Thursday, August 25, 2011

Harry Potter: Bullies, Bureaucrats, and Lesser Evils


Between Death-Eaters and Dumbledore’s Army, Harry Potter can seem something of a melodrama—the good guys are very good, the bad guys are very evil. The good wizard looks like an idealized combination of our favorite grandfather and Gandalf and SANTA; the evil wizard is an archlich with a noseless face and a sibilant hiss. In this respect, HP runs afoul of a constant temptation of the fantasy genre: in a world where the rules of physics can be bent, and in a world where even reality seems difficult to parse, the lines drawn between good and evil are as obvious as the Berlin Wall. And there’s never a doubt about which side you are on, either.
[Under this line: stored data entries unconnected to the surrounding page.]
//! The four pipeline plots

use super::canvas::{blues, coolwarm, is_dark, text_height, text_width, Canvas, BLACK, GRID, WHITE};
use super::stats::{gaussian_kde, histogram};
use crate::error::{FraudError, Result};
use crate::evaluation::ConfusionMatrix;
use image::Rgb;
use ndarray::Array2;
use std::collections::BTreeMap;
use std::path::Path;

const FRAUD_RED: Rgb<u8> = Rgb([214, 39, 40]);
const LEGIT_BLUE: Rgb<u8> = Rgb([31, 119, 180]);
const BAR: Rgb<u8> = Rgb([76, 114, 176]);

/// Pixel rectangle holding the data region of a chart
#[derive(Debug, Clone, Copy)]
struct Frame {
    left: i64,
    top: i64,
    width: u32,
    height: u32,
}

impl Frame {
    fn right(&self) -> i64 {
        self.left + self.width as i64
    }

    fn bottom(&self) -> i64 {
        self.top + self.height as i64
    }

    /// Map a value in [lo, hi] onto the frame's x range
    fn x_at(&self, v: f64, lo: f64, hi: f64) -> i64 {
        let t = if hi > lo { (v - lo) / (hi - lo) } else { 0.0 };
        self.left + (t * self.width as f64).round() as i64
    }

    /// Map a value in [0, max] onto the frame's y range, 0 at the bottom
    fn y_at(&self, v: f64, max: f64) -> i64 {
        let t = if max > 0.0 { v / max } else { 0.0 };
        self.bottom() - (t * self.height as f64).round() as i64
    }
}

fn title(canvas: &mut Canvas, text: &str) {
    let cx = canvas.width() as i64 / 2;
    canvas.text_centered(cx, 18, text, 3, BLACK);
}

fn format_tick(v: f64) -> String {
    if v == 0.0 {
        "0".to_string()
    } else if v.abs() >= 100.0 || v.fract() == 0.0 {
        format!("{:.0}", v)
    } else if v.abs() >= 1.0 {
        format!("{:.1}", v)
    } else {
        format!("{:.2}", v)
    }
}

/// Left axis with `n` evenly spaced ticks from 0 to `max`
fn y_axis(canvas: &mut Canvas, frame: Frame, max: f64, n: usize) {
    canvas.line(frame.left, frame.top, frame.left, frame.bottom(), BLACK, 1);
    for i in 0..=n {
        let v = max * i as f64 / n as f64;
        let y = frame.y_at(v, max);
        canvas.line(frame.left + 1, y, frame.right(), y, GRID, 1);
        canvas.line(frame.left - 5, y, frame.left, y, BLACK, 1);
        canvas.text_right(frame.left - 8, y - 3, &format_tick(v), 1, BLACK);
    }
}

fn nice_max(v: f64) -> f64 {
    if v <= 0.0 {
        return 1.0;
    }
    let magnitude = 10f64.powf(v.log10().floor());
    for step in [1.0, 2.0, 2.5, 5.0, 10.0] {
        if step * magnitude >= v {
            return step * magnitude;
        }
    }
    10.0 * magnitude
}

/// Vertical gradient bar from `lo` (bottom) to `hi` (top)
fn colorbar(
    canvas: &mut Canvas,
    x: i64,
    top: i64,
    height: u32,
    lo: f64,
    hi: f64,
    cmap: fn(f64) -> Rgb<u8>,
) {
    for dy in 0..height {
        let t = 1.0 - dy as f64 / (height.max(2) - 1) as f64;
        canvas.fill_rect(x, top + dy as i64, 18, 1, cmap(t));
    }
    canvas.stroke_rect(x, top, 18, height, BLACK);
    canvas.text(x + 24, top - 3, &format_tick(hi), 1, BLACK);
    canvas.text(x + 24, top + height as i64 - 4, &format_tick(lo), 1, BLACK);
}

/// Annotated blue heatmap; rows are actual labels, columns predicted labels
pub fn plot_confusion_matrix(cm: &ConfusionMatrix, path: &Path) -> Result<()> {
    let k = cm.labels.len();
    if k == 0 {
        return Err(FraudError::Plot("confusion matrix has no labels".to_string()));
    }

    let mut canvas = Canvas::new(640, 560);
    title(&mut canvas, "Confusion Matrix");

    let cell = (400 / k as u32).max(1);
    let frame = Frame {
        left: 120,
        top: 70,
        width: cell * k as u32,
        height: cell * k as u32,
    };
    let max = cm.matrix.iter().copied().max().unwrap_or(0).max(1) as f64;

    for r in 0..k {
        for c in 0..k {
            let count = cm.matrix[[r, c]];
            let color = blues(count as f64 / max);
            let x = frame.left + (c as u32 * cell) as i64;
            let y = frame.top + (r as u32 * cell) as i64;
            canvas.fill_rect(x, y, cell, cell, color);

            let ink = if is_dark(color) { WHITE } else { BLACK };
            let label = count.to_string();
            let cy = y + cell as i64 / 2 - text_height(3) as i64 / 2;
            canvas.text_centered(x + cell as i64 / 2, cy, &label, 3, ink);
        }
    }
    canvas.stroke_rect(frame.left, frame.top, frame.width, frame.height, BLACK);

    for (i, label) in cm.labels.iter().enumerate() {
        let center = (i as u32 * cell + cell / 2) as i64;
        canvas.text_centered(frame.left + center, frame.bottom() + 10, &label.to_string(), 2, BLACK);
        canvas.text_right(frame.left - 10, frame.top + center - 7, &label.to_string(), 2, BLACK);
    }
    canvas.text_centered(
        frame.left + frame.width as i64 / 2,
        frame.bottom() + 40,
        "Predicted",
        2,
        BLACK,
    );
    canvas.text_vertical(40, frame.top + frame.height as i64 / 2 - 48, "Actual", 2, BLACK);

    colorbar(&mut canvas, frame.right() + 30, frame.top, frame.height, 0.0, max, blues);
    canvas.save(path)
}

/// Bar per class with its count printed above
pub fn plot_class_distribution(counts: &BTreeMap<i64, usize>, path: &Path) -> Result<()> {
    let mut canvas = Canvas::new(640, 480);
    title(&mut canvas, "Class Distribution");

    let frame = Frame {
        left: 90,
        top: 70,
        width: 500,
        height: 330,
    };
    let max = nice_max(counts.values().copied().max().unwrap_or(0) as f64);
    y_axis(&mut canvas, frame, max, 5);
    canvas.line(frame.left, frame.bottom(), frame.right(), frame.bottom(), BLACK, 1);

    let n = counts.len().max(1) as u32;
    let slot = frame.width / n;
    let bar_w = slot * 3 / 5;
    for (i, (label, &count)) in counts.iter().enumerate() {
        let x = frame.left + (i as u32 * slot + (slot - bar_w) / 2) as i64;
        let y = frame.y_at(count as f64, max);
        canvas.fill_rect(x, y, bar_w, (frame.bottom() - y).max(0) as u32, BAR);

        let cx = x + bar_w as i64 / 2;
        canvas.text_centered(cx, y - 14, &count.to_string(), 1, BLACK);
        canvas.text_centered(cx, frame.bottom() + 10, &label.to_string(), 2, BLACK);
    }
    canvas.text_centered(
        frame.left + frame.width as i64 / 2,
        frame.bottom() + 40,
        "Class",
        2,
        BLACK,
    );
    canvas.text_vertical(20, frame.top + 80, "Count", 2, BLACK);
    canvas.save(path)
}

/// Coolwarm heatmap of a correlation matrix over [-1, 1]; NaN cells are gray
pub fn plot_correlation_heatmap(names: &[String], corr: &Array2<f64>, path: &Path) -> Result<()> {
    let k = names.len();
    if corr.dim() != (k, k) {
        return Err(FraudError::Shape {
            expected: format!("{}x{} correlation matrix", k, k),
            actual: format!("{}x{}", corr.nrows(), corr.ncols()),
        });
    }
    if k == 0 {
        return Err(FraudError::Plot("no columns to correlate".to_string()));
    }

    let label_w = names.iter().map(|n| text_width(n, 1)).max().unwrap_or(0);
    let label_h = names.iter().map(|n| n.chars().count() as u32).max().unwrap_or(0) * 8;

    let mut canvas = Canvas::new(1200, 800 + label_h);
    title(&mut canvas, "Feature Correlation Heatmap");

    let area = 640u32;
    let cell = (area / k as u32).max(1);
    let frame = Frame {
        left: 40 + label_w as i64 + 8,
        top: 70,
        width: cell * k as u32,
        height: cell * k as u32,
    };

    for r in 0..k {
        for c in 0..k {
            let v = corr[[r, c]];
            let color = if v.is_nan() {
                Rgb([160, 160, 160])
            } else {
                coolwarm((v + 1.0) / 2.0)
            };
            let x = frame.left + (c as u32 * cell) as i64;
            let y = frame.top + (r as u32 * cell) as i64;
            canvas.fill_rect(x, y, cell, cell, color);
        }
    }

    for (i, name) in names.iter().enumerate() {
        let center = (i as u32 * cell + cell / 2) as i64;
        canvas.text_right(frame.left - 6, frame.top + center - 3, name, 1, BLACK);
        canvas.text_vertical(frame.left + center - 2, frame.bottom() + 6, name, 1, BLACK);
    }

    colorbar(&mut canvas, frame.right() + 40, frame.top, frame.height, -1.0, 1.0, coolwarm);
    canvas.save(path)
}

/// Overlaid density histograms of `Amount` with KDE curves and a legend
pub fn plot_amount_distribution(fraud: &[f64], legit: &[f64], path: &Path) -> Result<()> {
    const BINS: usize = 50;

    let all = fraud.iter().chain(legit.iter());
    let lo = all.clone().copied().fold(f64::INFINITY, f64::min);
    let hi = all.copied().fold(f64::NEG_INFINITY, f64::max);
    if !lo.is_finite() || !hi.is_finite() {
        return Err(FraudError::Plot("no amounts to plot".to_string()));
    }
    let hi = if hi > lo { hi } else { lo + 1.0 };
    let bin_w = (hi - lo) / BINS as f64;

    // Each group is normalized to unit area so the rare class stays visible
    let density = |values: &[f64]| -> Vec<f64> {
        let n = values.len().max(1) as f64;
        histogram(values, BINS, lo, hi)
            .into_iter()
            .map(|c| c as f64 / (n * bin_w))
            .collect()
    };
    let fraud_hist = density(fraud);
    let legit_hist = density(legit);

    let grid: Vec<f64> = (0..=200).map(|i| lo + (hi - lo) * i as f64 / 200.0).collect();
    let fraud_kde = gaussian_kde(fraud, &grid);
    let legit_kde = gaussian_kde(legit, &grid);

    let peak = fraud_hist
        .iter()
        .chain(legit_hist.iter())
        .chain(fraud_kde.iter().flatten())
        .chain(legit_kde.iter().flatten())
        .copied()
        .fold(0.0, f64::max);
    let max = nice_max(peak);

    let mut canvas = Canvas::new(800, 400);
    title(&mut canvas, "Fraud vs. Non-Fraud Transaction Amounts");

    let frame = Frame {
        left: 80,
        top: 60,
        width: 680,
        height: 260,
    };
    y_axis(&mut canvas, frame, max, 4);
    canvas.line(frame.left, frame.bottom(), frame.right(), frame.bottom(), BLACK, 1);

    for (hist, color) in [(&legit_hist, LEGIT_BLUE), (&fraud_hist, FRAUD_RED)] {
        for (i, &d) in hist.iter().enumerate() {
            let x0 = frame.x_at(lo + i as f64 * bin_w, lo, hi);
            let x1 = frame.x_at(lo + (i + 1) as f64 * bin_w, lo, hi);
            let y = frame.y_at(d, max);
            let h = (frame.bottom() - y).max(0) as u32;
            canvas.blend_rect(x0, y, (x1 - x0).max(1) as u32, h, color, 0.4);
        }
    }

    for (kde, color) in [(&legit_kde, LEGIT_BLUE), (&fraud_kde, FRAUD_RED)] {
        if let Some(curve) = kde {
            let points: Vec<(i64, i64)> = grid
                .iter()
                .zip(curve.iter())
                .map(|(&g, &d)| (frame.x_at(g, lo, hi), frame.y_at(d.min(max), max)))
                .collect();
            canvas.polyline(&points, color, 2);
        }
    }

    for (i, v) in [lo, (lo + hi) / 2.0, hi].iter().enumerate() {
        let x = frame.x_at(*v, lo, hi);
        canvas.line(x, frame.bottom(), x, frame.bottom() + 5, BLACK, 1);
        let label = format_tick(*v);
        match i {
            0 => canvas.text(x, frame.bottom() + 10, &label, 1, BLACK),
            2 => canvas.text_right(x, frame.bottom() + 10, &label, 1, BLACK),
            _ => canvas.text_centered(x, frame.bottom() + 10, &label, 1, BLACK),
        }
    }
    canvas.text_centered(
        frame.left + frame.width as i64 / 2,
        frame.bottom() + 30,
        "Amount",
        2,
        BLACK,
    );
    canvas.text_vertical(20, frame.top + 40, "Density", 2, BLACK);

    let legend_x = frame.right() - 150;
    let mut legend_y = frame.top + 10;
    canvas.fill_rect(legend_x - 8, legend_y - 8, 150, 52, WHITE);
    canvas.stroke_rect(legend_x - 8, legend_y - 8, 150, 52, GRID);
    for (label, color) in [("Fraud", FRAUD_RED), ("Non-Fraud", LEGIT_BLUE)] {
        canvas.blend_rect(legend_x, legend_y, 20, 14, color, 0.6);
        canvas.text(legend_x + 28, legend_y, label, 2, BLACK);
        legend_y += 22;
    }

    canvas.save(path)
}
So it’s important to recognize when Rowling muddies these lines by creating characters who are somewhere in between: neither black nor white but a shade of gray. I’m talking mostly about the Bureaucrats: Minister of Magic Cornelius Fudge, Dolores Umbridge, and Percy Weasley. In a world of stark morality, these characters tend to insist on stark legality—or stark prudence—or stark status quo.


Other almost-bad guys include Professor Lockhart, whose morality splits the world not into good guys and bad guys, but con artists and chumps—himself and everyone else. Professor Slughorn has traces of this in him, as does (actually) Lucius Malfoy and his wife Narcissa, who both have second thoughts as the final battle nears when it becomes clear that they might not stand to benefit from it as much as they once thought.

The hero of gray morality par excellence is of course Severus Snape, not simply that he himself has tricky motives—for the first six books, it’s unclear as to where his sympathies truly lie—but because even if he is in fact a good guy, he’s not particularly nice.

What’s especially fascinating about him is the way that his character almost warps the other characters around him, bending them and muddying their morality. His actions in book six cause Harry to attempt some unforgivable curses. His thoughts stored in the pensieve reveal James Potter to be something of a gray figure himself, a bully at Hogwarts. He questions Dumbledore’s decisions in flashback in book seven, suggesting that Dumbledore himself made decisions that placed unnecessary risks on the young heroes.

Severus Snape is possibly the most beautifully crafted character in the entire canon—dare I say he outranks even Dumbledore and Harry himself? yes, I suppose I do. His very presence keeps the novels from veering irreparably into melodrama—and in some ways, his popularity as a character in the first six books is almost definitely why Rowling chose to give us a similar insight into Dumbledore in book seven.

(If you want a fantasy series full of gray-versus-gray morality, read A Song of Fire and Ice. It’s like a world full of Snapes, Percys, Lockharts, and Malfoys. Also check out my three reviews of the series: 1, 2, and 3)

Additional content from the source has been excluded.